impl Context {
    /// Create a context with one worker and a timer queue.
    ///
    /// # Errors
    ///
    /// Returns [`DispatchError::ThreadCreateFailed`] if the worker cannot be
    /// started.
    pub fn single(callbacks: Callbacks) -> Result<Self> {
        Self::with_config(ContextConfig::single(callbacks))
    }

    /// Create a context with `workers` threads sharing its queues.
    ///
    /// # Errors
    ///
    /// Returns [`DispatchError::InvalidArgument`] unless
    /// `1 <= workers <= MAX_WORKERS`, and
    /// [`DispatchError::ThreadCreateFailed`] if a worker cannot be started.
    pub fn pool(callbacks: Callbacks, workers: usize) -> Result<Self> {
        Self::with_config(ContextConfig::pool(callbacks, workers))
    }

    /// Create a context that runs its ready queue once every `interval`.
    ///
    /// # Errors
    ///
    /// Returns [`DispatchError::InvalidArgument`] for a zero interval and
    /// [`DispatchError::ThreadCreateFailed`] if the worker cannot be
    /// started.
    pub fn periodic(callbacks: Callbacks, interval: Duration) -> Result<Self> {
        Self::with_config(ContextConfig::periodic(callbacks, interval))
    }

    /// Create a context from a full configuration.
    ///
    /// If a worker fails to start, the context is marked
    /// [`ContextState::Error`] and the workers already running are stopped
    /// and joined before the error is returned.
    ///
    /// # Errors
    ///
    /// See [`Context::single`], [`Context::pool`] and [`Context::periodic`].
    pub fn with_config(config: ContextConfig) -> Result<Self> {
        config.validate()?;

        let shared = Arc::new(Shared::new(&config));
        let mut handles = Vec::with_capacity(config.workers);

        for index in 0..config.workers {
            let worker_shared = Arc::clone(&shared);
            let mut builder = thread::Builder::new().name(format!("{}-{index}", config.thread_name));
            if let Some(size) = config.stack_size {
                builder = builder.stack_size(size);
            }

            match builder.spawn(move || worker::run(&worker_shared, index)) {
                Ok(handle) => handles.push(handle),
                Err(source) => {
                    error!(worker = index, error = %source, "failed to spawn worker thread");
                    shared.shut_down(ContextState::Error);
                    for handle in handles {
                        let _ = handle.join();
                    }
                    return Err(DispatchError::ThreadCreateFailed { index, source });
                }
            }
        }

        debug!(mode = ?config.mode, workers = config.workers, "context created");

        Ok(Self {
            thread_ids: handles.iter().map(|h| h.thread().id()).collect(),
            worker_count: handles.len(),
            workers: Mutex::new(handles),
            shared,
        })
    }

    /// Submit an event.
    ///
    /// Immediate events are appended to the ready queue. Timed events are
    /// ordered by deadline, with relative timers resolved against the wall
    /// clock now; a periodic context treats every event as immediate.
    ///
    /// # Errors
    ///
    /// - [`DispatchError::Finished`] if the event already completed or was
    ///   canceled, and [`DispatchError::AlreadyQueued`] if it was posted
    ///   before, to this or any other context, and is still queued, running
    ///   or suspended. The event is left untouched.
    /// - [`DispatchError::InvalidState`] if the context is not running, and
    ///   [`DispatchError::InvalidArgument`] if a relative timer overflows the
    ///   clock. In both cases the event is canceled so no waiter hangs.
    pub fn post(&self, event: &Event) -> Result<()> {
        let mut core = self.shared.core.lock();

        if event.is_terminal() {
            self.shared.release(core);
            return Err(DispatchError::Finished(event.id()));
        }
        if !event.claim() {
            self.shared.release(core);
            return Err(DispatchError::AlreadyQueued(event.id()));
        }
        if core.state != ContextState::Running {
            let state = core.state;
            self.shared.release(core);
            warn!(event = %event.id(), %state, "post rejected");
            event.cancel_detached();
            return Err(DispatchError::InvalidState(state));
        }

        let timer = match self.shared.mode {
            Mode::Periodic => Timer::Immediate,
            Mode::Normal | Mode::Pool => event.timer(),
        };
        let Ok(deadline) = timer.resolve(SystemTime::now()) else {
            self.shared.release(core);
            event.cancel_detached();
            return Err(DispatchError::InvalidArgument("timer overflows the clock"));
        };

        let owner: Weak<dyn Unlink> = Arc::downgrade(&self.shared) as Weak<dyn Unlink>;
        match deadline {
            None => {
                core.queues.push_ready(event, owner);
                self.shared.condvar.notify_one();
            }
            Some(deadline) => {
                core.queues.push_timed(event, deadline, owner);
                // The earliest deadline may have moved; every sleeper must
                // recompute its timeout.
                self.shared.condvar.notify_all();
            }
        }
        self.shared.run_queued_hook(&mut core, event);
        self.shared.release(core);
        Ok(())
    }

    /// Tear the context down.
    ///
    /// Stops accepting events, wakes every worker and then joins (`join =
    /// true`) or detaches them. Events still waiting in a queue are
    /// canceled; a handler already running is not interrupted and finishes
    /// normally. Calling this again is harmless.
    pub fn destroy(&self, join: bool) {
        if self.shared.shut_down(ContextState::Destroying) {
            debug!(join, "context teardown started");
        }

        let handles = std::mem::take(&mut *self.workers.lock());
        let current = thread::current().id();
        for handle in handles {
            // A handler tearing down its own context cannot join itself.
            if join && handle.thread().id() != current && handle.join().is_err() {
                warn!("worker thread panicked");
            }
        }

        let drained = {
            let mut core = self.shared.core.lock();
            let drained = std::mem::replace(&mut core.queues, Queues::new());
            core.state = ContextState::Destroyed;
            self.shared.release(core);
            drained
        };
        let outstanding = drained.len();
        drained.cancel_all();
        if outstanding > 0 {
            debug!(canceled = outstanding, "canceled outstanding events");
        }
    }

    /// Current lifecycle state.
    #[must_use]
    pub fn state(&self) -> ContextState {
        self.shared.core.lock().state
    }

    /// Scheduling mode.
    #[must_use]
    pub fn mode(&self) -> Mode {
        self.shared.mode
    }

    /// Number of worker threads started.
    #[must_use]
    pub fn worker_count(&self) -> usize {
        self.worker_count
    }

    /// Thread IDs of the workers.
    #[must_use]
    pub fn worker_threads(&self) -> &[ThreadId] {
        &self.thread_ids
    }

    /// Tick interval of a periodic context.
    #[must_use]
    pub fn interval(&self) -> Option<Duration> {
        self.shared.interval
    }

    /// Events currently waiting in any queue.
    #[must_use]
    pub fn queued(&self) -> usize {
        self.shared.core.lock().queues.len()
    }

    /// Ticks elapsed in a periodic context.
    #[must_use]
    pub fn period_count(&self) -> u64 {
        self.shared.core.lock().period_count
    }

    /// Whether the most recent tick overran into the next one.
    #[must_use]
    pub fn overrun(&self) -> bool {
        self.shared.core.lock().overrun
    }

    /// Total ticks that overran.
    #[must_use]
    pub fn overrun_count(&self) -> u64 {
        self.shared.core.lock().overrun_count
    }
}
....
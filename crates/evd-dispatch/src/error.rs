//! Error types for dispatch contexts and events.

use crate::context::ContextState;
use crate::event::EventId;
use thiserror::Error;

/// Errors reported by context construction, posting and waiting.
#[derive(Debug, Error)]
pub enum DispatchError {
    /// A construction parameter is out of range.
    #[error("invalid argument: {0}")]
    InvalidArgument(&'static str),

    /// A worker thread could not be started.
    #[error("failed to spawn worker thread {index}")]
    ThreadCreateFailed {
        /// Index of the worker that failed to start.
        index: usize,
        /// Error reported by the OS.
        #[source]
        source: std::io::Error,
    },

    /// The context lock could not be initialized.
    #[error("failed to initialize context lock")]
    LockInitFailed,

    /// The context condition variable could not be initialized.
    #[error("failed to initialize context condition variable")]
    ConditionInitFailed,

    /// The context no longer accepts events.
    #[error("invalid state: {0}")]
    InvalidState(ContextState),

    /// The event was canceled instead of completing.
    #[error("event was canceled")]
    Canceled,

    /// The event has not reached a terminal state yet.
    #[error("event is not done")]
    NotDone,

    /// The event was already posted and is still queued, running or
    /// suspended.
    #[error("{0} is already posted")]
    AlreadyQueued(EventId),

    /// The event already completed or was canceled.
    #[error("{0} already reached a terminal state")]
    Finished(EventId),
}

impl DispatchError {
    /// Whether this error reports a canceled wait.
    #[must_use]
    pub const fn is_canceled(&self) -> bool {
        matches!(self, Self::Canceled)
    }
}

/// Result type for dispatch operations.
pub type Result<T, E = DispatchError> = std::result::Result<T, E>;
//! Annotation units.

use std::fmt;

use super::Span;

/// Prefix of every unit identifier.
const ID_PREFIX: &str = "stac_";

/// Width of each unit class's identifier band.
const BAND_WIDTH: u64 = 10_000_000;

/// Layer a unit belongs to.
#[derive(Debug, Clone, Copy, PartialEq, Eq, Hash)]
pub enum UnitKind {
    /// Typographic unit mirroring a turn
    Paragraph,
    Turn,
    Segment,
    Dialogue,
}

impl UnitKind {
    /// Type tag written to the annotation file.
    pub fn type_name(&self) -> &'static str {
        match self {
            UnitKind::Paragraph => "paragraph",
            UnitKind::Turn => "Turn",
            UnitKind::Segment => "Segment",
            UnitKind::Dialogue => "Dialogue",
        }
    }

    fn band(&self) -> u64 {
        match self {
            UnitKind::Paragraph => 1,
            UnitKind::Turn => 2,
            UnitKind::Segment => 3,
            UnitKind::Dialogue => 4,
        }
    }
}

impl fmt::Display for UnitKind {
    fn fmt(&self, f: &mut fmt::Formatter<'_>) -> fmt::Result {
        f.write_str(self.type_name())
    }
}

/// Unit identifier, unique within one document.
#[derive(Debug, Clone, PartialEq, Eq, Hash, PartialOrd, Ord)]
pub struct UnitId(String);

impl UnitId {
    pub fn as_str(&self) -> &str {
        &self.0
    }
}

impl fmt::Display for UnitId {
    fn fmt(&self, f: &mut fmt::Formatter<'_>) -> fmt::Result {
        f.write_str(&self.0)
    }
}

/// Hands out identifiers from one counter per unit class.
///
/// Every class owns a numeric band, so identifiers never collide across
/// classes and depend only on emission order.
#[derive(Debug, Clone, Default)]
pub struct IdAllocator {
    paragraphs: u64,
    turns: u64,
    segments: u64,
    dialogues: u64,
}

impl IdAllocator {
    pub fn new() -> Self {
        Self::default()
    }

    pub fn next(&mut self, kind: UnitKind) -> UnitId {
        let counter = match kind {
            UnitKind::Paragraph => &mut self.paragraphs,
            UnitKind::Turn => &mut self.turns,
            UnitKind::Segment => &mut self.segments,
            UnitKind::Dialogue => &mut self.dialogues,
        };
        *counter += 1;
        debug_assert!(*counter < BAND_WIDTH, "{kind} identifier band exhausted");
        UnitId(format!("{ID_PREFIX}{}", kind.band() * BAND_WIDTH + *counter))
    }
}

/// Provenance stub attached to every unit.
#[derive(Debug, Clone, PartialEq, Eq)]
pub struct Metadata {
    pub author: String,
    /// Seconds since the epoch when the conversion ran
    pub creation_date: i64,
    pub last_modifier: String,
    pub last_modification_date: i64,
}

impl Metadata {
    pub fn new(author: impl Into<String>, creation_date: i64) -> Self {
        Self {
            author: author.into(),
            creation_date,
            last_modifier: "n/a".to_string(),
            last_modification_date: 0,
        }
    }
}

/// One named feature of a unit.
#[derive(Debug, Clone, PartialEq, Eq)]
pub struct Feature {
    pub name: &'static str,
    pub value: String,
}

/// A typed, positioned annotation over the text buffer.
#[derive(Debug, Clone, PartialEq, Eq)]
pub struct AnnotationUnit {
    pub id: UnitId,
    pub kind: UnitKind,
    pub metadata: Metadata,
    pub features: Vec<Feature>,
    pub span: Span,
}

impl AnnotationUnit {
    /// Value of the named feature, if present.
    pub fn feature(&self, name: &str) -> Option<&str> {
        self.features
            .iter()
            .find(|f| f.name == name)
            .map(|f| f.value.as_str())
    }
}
....
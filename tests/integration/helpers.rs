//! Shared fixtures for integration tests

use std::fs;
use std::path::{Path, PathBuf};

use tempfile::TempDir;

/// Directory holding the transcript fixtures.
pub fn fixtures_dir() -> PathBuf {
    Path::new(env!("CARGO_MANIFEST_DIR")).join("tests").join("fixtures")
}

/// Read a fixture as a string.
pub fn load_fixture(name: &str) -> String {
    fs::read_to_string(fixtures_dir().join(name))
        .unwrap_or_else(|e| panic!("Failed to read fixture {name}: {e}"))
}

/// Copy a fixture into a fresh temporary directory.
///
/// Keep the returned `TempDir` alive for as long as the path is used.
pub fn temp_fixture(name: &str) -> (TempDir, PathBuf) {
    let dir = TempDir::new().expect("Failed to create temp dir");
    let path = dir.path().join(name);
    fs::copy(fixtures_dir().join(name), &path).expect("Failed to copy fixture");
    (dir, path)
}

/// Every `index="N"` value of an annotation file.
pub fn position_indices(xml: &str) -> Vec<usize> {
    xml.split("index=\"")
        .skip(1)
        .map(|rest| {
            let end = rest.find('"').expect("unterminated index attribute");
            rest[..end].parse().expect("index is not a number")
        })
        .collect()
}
....
**PROBLEM TO WORK ON**
For each line above that includes the word "overflows", make a copy of that line.

**RESPONSE TO THE EXERCISE**
    ///   [`DispatchError::InvalidArgument`] if a relative timer overflows the
            return Err(DispatchError::InvalidArgument("timer overflows the clock"));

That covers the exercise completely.